▸ Stored data entries:
◆ ◆ ◆

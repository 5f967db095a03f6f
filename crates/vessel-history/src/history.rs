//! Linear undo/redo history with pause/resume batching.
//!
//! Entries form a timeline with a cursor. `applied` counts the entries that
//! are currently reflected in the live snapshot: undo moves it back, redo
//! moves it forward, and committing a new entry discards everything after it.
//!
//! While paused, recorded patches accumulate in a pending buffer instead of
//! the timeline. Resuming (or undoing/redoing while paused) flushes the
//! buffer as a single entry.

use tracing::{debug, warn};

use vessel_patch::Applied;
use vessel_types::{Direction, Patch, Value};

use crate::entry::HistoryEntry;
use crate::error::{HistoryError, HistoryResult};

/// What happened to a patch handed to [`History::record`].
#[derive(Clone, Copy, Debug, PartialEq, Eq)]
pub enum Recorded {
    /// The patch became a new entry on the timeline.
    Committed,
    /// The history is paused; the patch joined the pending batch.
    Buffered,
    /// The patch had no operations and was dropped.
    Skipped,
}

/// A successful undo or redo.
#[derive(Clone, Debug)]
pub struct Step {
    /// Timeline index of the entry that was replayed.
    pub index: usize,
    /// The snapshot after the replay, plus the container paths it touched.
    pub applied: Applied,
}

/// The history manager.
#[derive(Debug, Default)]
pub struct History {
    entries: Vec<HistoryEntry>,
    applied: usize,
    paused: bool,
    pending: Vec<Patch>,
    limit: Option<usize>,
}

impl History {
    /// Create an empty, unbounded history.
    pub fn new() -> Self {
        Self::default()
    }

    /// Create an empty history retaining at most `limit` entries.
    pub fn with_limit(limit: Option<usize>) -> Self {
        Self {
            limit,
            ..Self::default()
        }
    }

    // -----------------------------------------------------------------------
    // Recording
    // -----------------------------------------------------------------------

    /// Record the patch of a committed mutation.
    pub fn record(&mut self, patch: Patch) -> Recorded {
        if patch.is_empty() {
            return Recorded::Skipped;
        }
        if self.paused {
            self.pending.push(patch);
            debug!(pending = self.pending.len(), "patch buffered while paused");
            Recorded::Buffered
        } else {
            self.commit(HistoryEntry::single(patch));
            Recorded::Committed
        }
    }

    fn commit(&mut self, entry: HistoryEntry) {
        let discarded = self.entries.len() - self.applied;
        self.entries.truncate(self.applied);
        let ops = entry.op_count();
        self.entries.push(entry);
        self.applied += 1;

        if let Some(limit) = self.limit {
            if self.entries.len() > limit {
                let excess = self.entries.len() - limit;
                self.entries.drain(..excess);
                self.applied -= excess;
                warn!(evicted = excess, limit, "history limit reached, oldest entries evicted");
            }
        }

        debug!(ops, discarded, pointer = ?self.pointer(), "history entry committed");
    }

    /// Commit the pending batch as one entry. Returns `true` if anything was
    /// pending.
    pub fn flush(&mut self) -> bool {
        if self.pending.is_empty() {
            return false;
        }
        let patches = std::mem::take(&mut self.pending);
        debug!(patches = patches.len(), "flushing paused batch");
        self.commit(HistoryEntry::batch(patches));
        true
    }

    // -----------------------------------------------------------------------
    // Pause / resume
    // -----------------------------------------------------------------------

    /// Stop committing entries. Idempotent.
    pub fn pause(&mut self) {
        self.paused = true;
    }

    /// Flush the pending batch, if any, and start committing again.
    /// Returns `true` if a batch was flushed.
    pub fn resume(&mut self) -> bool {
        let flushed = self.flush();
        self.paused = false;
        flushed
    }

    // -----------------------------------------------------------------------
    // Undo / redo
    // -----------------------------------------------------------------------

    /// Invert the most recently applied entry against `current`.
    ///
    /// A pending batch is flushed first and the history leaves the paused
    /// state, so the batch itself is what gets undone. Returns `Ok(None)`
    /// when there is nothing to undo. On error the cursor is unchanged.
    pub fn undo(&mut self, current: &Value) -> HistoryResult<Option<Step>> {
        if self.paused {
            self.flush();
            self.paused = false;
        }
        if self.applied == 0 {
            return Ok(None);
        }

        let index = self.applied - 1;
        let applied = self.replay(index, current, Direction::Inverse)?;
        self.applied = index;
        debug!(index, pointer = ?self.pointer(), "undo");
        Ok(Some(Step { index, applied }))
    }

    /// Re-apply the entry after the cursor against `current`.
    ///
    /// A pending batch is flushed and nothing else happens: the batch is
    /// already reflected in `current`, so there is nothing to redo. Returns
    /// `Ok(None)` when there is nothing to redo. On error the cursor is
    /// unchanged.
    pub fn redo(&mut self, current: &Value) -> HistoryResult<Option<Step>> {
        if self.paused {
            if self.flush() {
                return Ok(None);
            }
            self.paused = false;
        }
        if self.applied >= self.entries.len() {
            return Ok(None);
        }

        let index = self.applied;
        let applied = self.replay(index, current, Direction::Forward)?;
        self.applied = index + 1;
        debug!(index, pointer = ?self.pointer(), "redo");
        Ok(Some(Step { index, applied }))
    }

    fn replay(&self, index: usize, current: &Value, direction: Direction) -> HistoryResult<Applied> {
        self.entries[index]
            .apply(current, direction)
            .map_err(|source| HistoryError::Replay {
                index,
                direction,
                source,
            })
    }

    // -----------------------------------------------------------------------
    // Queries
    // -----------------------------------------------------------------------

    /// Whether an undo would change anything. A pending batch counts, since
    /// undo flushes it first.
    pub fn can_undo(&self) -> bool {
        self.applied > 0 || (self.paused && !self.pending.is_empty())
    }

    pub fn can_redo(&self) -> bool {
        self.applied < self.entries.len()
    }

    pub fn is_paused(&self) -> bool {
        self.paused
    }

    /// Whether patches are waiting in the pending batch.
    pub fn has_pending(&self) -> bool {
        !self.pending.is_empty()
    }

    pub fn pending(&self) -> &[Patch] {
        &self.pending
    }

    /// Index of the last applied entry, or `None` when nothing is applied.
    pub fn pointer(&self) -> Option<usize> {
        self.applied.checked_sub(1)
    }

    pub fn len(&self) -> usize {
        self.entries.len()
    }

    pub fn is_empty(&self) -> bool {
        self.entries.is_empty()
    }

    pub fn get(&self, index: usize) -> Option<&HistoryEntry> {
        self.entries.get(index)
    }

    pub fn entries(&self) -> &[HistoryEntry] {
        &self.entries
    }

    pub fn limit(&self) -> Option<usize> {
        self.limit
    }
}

◆ ◆ ◆

▸ What is needed: Reproduce all entries. Keep them exact.

▸ Solution to this problem:
repository 5f967db095a03f6f
filename crates/vessel-history/src/history.rs
//! Linear undo/redo history with pause/resume batching.
//!
//! Entries form a timeline with a cursor. `applied` counts the entries that
//! are currently reflected in the live snapshot: undo moves it back, redo
//! moves it forward, and committing a new entry discards everything after it.
//!
//! While paused, recorded patches accumulate in a pending buffer instead of
//! the timeline. Resuming (or undoing/redoing while paused) flushes the
//! buffer as a single entry.

use tracing::{debug, warn};

use vessel_patch::Applied;
use vessel_types::{Direction, Patch, Value};

use crate::entry::HistoryEntry;
use crate::error::{HistoryError, HistoryResult};

/// What happened to a patch handed to [`History::record`].
#[derive(Clone, Copy, Debug, PartialEq, Eq)]
pub enum Recorded {
    /// The patch became a new entry on the timeline.
    Committed,
    /// The history is paused; the patch joined the pending batch.
    Buffered,
    /// The patch had no operations and was dropped.
    Skipped,
}

/// A successful undo or redo.
#[derive(Clone, Debug)]
pub struct Step {
    /// Timeline index of the entry that was replayed.
    pub index: usize,
    /// The snapshot after the replay, plus the container paths it touched.
    pub applied: Applied,
}

/// The history manager.
#[derive(Debug, Default)]
pub struct History {
    entries: Vec<HistoryEntry>,
    applied: usize,
    paused: bool,
    pending: Vec<Patch>,
    limit: Option<usize>,
}

impl History {
    /// Create an empty, unbounded history.
    pub fn new() -> Self {
        Self::default()
    }

    /// Create an empty history retaining at most `limit` entries.
    pub fn with_limit(limit: Option<usize>) -> Self {
        Self {
            limit,
            ..Self::default()
        }
    }

    // -----------------------------------------------------------------------
    // Recording
    // -----------------------------------------------------------------------

    /// Record the patch of a committed mutation.
    pub fn record(&mut self, patch: Patch) -> Recorded {
        if patch.is_empty() {
            return Recorded::Skipped;
        }
        if self.paused {
            self.pending.push(patch);
            debug!(pending = self.pending.len(), "patch buffered while paused");
            Recorded::Buffered
        } else {
            self.commit(HistoryEntry::single(patch));
            Recorded::Committed
        }
    }

    fn commit(&mut self, entry: HistoryEntry) {
        let discarded = self.entries.len() - self.applied;
        self.entries.truncate(self.applied);
        let ops = entry.op_count();
        self.entries.push(entry);
        self.applied += 1;

        if let Some(limit) = self.limit {
            if self.entries.len() > limit {
                let excess = self.entries.len() - limit;
                self.entries.drain(..excess);
                self.applied -= excess;
                warn!(evicted = excess, limit, "history limit reached, oldest entries evicted");
            }
        }

        debug!(ops, discarded, pointer = ?self.pointer(), "history entry committed");
    }

    /// Commit the pending batch as one entry. Returns `true` if anything was
    /// pending.
    pub fn flush(&mut self) -> bool {
        if self.pending.is_empty() {
            return false;
        }
        let patches = std::mem::take(&mut self.pending);
        debug!(patches = patches.len(), "flushing paused batch");
        self.commit(HistoryEntry::batch(patches));
        true
    }

    // -----------------------------------------------------------------------
    // Pause / resume
    // -----------------------------------------------------------------------

    /// Stop committing entries. Idempotent.
    pub fn pause(&mut self) {
        self.paused = true;
    }

    /// Flush the pending batch, if any, and start committing again.
    /// Returns `true` if a batch was flushed.
    pub fn resume(&mut self) -> bool {
        let flushed = self.flush();
        self.paused = false;
        flushed
    }

    // -----------------------------------------------------------------------
    // Undo / redo
    // -----------------------------------------------------------------------

    /// Invert the most recently applied entry against `current`.
    ///
    /// A pending batch is flushed first and the history leaves the paused
    /// state, so the batch itself is what gets undone. Returns `Ok(None)`
    /// when there is nothing to undo. On error the cursor is unchanged.
    pub fn undo(&mut self, current: &Value) -> HistoryResult<Option<Step>> {
        if self.paused {
            self.flush();
            self.paused = false;
        }
        if self.applied == 0 {
            return Ok(None);
        }

        let index = self.applied - 1;
        let applied = self.replay(index, current, Direction::Inverse)?;
        self.applied = index;
        debug!(index, pointer = ?self.pointer(), "undo");
        Ok(Some(Step { index, applied }))
    }

    /// Re-apply the entry after the cursor against `current`.
    ///
    /// A pending batch is flushed and nothing else happens: the batch is
    /// already reflected in `current`, so there is nothing to redo. Returns
    /// `Ok(None)` when there is nothing to redo. On error the cursor is
    /// unchanged.
    pub fn redo(&mut self, current: &Value) -> HistoryResult<Option<Step>> {
        if self.paused {
            if self.flush() {
                return Ok(None);
            }
            self.paused = false;
        }
        if self.applied >= self.entries.len() {
            return Ok(None);
        }

        let index = self.applied;
        let applied = self.replay(index, current, Direction::Forward)?;
        self.applied = index + 1;
        debug!(index, pointer = ?self.pointer(), "redo");
        Ok(Some(Step { index, applied }))
    }

    fn replay(&self, index: usize, current: &Value, direction: Direction) -> HistoryResult<Applied> {
        self.entries[index]
            .apply(current, direction)
            .map_err(|source| HistoryError::Replay {
                index,
                direction,
                source,
            })
    }

    // -----------------------------------------------------------------------
    // Queries
    // -----------------------------------------------------------------------

    /// Whether an undo would change anything. A pending batch counts, since
    /// undo flushes it first.
    pub fn can_undo(&self) -> bool {
        self.applied > 0 || (self.paused && !self.pending.is_empty())
    }

    pub fn can_redo(&self) -> bool {
        self.applied < self.entries.len()
    }

    pub fn is_paused(&self) -> bool {
        self.paused
    }

    /// Whether patches are waiting in the pending batch.
    pub fn has_pending(&self) -> bool {
        !self.pending.is_empty()
    }

    pub fn pending(&self) -> &[Patch] {
        &self.pending
    }

    /// Index of the last applied entry, or `None` when nothing is applied.
    pub fn pointer(&self) -> Option<usize> {
        self.applied.checked_sub(1)
    }

    pub fn len(&self) -> usize {
        self.entries.len()
    }

    pub fn is_empty(&self) -> bool {
        self.entries.is_empty()
    }

    pub fn get(&self, index: usize) -> Option<&HistoryEntry> {
        self.entries.get(index)
    }

    pub fn entries(&self) -> &[HistoryEntry] {
        &self.entries
    }

    pub fn limit(&self) -> Option<usize> {
        self.limit
    }
}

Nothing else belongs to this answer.